--- Input data Enclosed Below ---
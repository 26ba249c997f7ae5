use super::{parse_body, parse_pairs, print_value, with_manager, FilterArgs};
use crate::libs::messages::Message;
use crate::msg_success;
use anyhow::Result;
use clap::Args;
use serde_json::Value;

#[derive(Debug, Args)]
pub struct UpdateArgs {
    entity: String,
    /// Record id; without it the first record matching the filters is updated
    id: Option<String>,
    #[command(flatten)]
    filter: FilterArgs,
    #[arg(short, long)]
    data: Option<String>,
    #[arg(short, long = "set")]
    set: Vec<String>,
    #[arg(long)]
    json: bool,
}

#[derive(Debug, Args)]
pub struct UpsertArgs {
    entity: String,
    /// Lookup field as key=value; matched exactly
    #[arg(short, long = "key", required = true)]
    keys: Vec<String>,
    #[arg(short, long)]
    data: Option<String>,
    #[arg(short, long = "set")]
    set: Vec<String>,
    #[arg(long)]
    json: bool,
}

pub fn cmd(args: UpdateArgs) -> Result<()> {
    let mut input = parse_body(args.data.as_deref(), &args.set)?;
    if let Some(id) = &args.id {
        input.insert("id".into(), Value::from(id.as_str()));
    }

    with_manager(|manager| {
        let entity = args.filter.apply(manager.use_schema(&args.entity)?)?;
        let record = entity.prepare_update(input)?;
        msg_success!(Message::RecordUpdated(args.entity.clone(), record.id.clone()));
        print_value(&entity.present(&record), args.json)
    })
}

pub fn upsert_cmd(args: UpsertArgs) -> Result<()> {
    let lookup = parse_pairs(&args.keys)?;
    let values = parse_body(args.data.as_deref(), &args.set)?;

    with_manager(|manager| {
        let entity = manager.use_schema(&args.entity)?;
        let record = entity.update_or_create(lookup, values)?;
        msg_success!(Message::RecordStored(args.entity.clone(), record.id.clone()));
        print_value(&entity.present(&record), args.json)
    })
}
--- End of Enclosed Input data ---
--- Input data Enclosed Below ---
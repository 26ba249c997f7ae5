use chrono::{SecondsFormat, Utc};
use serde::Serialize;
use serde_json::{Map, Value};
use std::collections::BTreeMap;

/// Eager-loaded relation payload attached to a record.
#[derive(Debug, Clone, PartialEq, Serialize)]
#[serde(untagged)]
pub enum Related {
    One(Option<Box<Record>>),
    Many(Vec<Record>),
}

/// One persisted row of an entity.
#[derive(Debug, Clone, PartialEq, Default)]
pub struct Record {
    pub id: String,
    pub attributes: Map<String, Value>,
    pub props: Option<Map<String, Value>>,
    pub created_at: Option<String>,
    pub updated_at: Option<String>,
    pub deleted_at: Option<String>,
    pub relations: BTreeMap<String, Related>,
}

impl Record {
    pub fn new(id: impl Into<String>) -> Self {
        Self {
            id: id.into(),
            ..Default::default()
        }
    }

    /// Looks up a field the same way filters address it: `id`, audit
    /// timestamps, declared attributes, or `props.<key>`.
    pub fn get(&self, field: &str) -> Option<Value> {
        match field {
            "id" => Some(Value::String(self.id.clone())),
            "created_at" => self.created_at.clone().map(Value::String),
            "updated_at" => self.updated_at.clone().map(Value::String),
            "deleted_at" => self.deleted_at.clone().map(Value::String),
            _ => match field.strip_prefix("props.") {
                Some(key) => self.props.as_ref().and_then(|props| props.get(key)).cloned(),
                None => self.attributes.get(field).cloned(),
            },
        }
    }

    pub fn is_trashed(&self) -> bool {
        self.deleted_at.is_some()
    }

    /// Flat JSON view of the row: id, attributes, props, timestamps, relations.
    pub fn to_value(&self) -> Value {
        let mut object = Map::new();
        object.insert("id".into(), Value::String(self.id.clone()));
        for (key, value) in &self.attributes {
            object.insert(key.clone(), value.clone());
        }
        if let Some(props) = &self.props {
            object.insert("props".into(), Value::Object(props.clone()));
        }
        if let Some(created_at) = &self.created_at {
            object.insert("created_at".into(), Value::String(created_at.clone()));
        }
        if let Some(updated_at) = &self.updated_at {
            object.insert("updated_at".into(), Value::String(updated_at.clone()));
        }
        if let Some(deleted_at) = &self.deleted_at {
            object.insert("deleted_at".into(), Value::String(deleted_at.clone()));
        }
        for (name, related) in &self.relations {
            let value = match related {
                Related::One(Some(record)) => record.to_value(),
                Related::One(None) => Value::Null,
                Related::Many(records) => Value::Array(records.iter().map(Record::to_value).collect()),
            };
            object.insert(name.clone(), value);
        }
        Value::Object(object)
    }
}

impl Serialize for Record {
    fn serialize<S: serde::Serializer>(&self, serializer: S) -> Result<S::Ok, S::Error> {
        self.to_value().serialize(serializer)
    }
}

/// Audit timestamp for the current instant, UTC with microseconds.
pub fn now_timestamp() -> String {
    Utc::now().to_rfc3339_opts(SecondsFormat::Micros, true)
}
--- End of Enclosed Input data ---
- [What you need to do] Looking at the records above, how many lines have the word "PartialEq" in them? State the number only.

- [Response to the task] 2